(What is being asked)
Write each of the records out again exactly.

[Stored data entries]
▬▬▬▬▬▬

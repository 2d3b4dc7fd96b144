pub mod config;

// Public API - curated exports only
pub mod api;

// Re-export key items at module level for convenience
pub use api::*;
//! Git user configuration lookup

use anyhow::Result;
use std::path::Path;

use super::operations::get_git_config;

/// Represents user configuration (name and email) used to attribute commits
#[derive(Clone, Debug, Default, PartialEq, Eq)]
pub struct UserConfig {
    pub name: Option<String>,
    pub email: Option<String>,
}

impl UserConfig {
    pub fn new(name: Option<String>, email: Option<String>) -> Self {
        Self { name, email }
    }

    pub fn is_complete(&self) -> bool {
        self.name.is_some() && self.email.is_some()
    }

    /// Fills missing fields from `other`, keeping the values already set
    pub fn or(self, other: UserConfig) -> UserConfig {
        UserConfig {
            name: self.name.or(other.name),
            email: self.email.or(other.email),
        }
    }
}

/// Gets the user config that applies to commits made on `branch`
///
/// Git has no per-branch identity, so `branch.<name>.username` and
/// `branch.<name>.useremail` are consulted first and the repository's
/// effective `user.name` / `user.email` fill whatever they leave unset.
pub async fn get_branch_user_config(path: &Path, branch: &str) -> UserConfig {
    let branch_name = get_git_config(path, &format!("branch.{branch}.username"))
        .await
        .unwrap_or(None);
    let branch_email = get_git_config(path, &format!("branch.{branch}.useremail"))
        .await
        .unwrap_or(None);

    UserConfig::new(branch_name, branch_email).or(get_current_user_config(path).await)
}

/// Gets the current user config (name and email) from a repository
pub async fn get_current_user_config(path: &Path) -> UserConfig {
    let name = get_git_config(path, "user.name").await.unwrap_or(None);
    let email = get_git_config(path, "user.email").await.unwrap_or(None);
    UserConfig::new(name, email)
}

/// Validates user config values according to basic requirements
pub fn validate_user_config(config: &UserConfig) -> Result<()> {
    if let Some(name) = &config.name {
        if name.trim().is_empty() {
            return Err(anyhow::anyhow!("User name cannot be empty"));
        }
    }

    if let Some(email) = &config.email {
        if email.trim().is_empty() {
            return Err(anyhow::anyhow!("User email cannot be empty"));
        }
    }

    Ok(())
}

▬▬▬▬▬▬

(Result of this task)
repository 2d3b4dc7fd96b144
pub mod config;

// Public API - curated exports only
pub mod api;

// Re-export key items at module level for convenience
pub use api::*;
//! Git user configuration lookup

use anyhow::Result;
use std::path::Path;

use super::operations::get_git_config;

/// Represents user configuration (name and email) used to attribute commits
#[derive(Clone, Debug, Default, PartialEq, Eq)]
pub struct UserConfig {
    pub name: Option<String>,
    pub email: Option<String>,
}

impl UserConfig {
    pub fn new(name: Option<String>, email: Option<String>) -> Self {
        Self { name, email }
    }

    pub fn is_complete(&self) -> bool {
        self.name.is_some() && self.email.is_some()
    }

    /// Fills missing fields from `other`, keeping the values already set
    pub fn or(self, other: UserConfig) -> UserConfig {
        UserConfig {
            name: self.name.or(other.name),
            email: self.email.or(other.email),
        }
    }
}

/// Gets the user config that applies to commits made on `branch`
///
/// Git has no per-branch identity, so `branch.<name>.username` and
/// `branch.<name>.useremail` are consulted first and the repository's
/// effective `user.name` / `user.email` fill whatever they leave unset.
pub async fn get_branch_user_config(path: &Path, branch: &str) -> UserConfig {
    let branch_name = get_git_config(path, &format!("branch.{branch}.username"))
        .await
        .unwrap_or(None);
    let branch_email = get_git_config(path, &format!("branch.{branch}.useremail"))
        .await
        .unwrap_or(None);

    UserConfig::new(branch_name, branch_email).or(get_current_user_config(path).await)
}

/// Gets the current user config (name and email) from a repository
pub async fn get_current_user_config(path: &Path) -> UserConfig {
    let name = get_git_config(path, "user.name").await.unwrap_or(None);
    let email = get_git_config(path, "user.email").await.unwrap_or(None);
    UserConfig::new(name, email)
}

/// Validates user config values according to basic requirements
pub fn validate_user_config(config: &UserConfig) -> Result<()> {
    if let Some(name) = &config.name {
        if name.trim().is_empty() {
            return Err(anyhow::anyhow!("User name cannot be empty"));
        }
    }

    if let Some(email) = &config.email {
        if email.trim().is_empty() {
            return Err(anyhow::anyhow!("User email cannot be empty"));
        }
    }

    Ok(())
}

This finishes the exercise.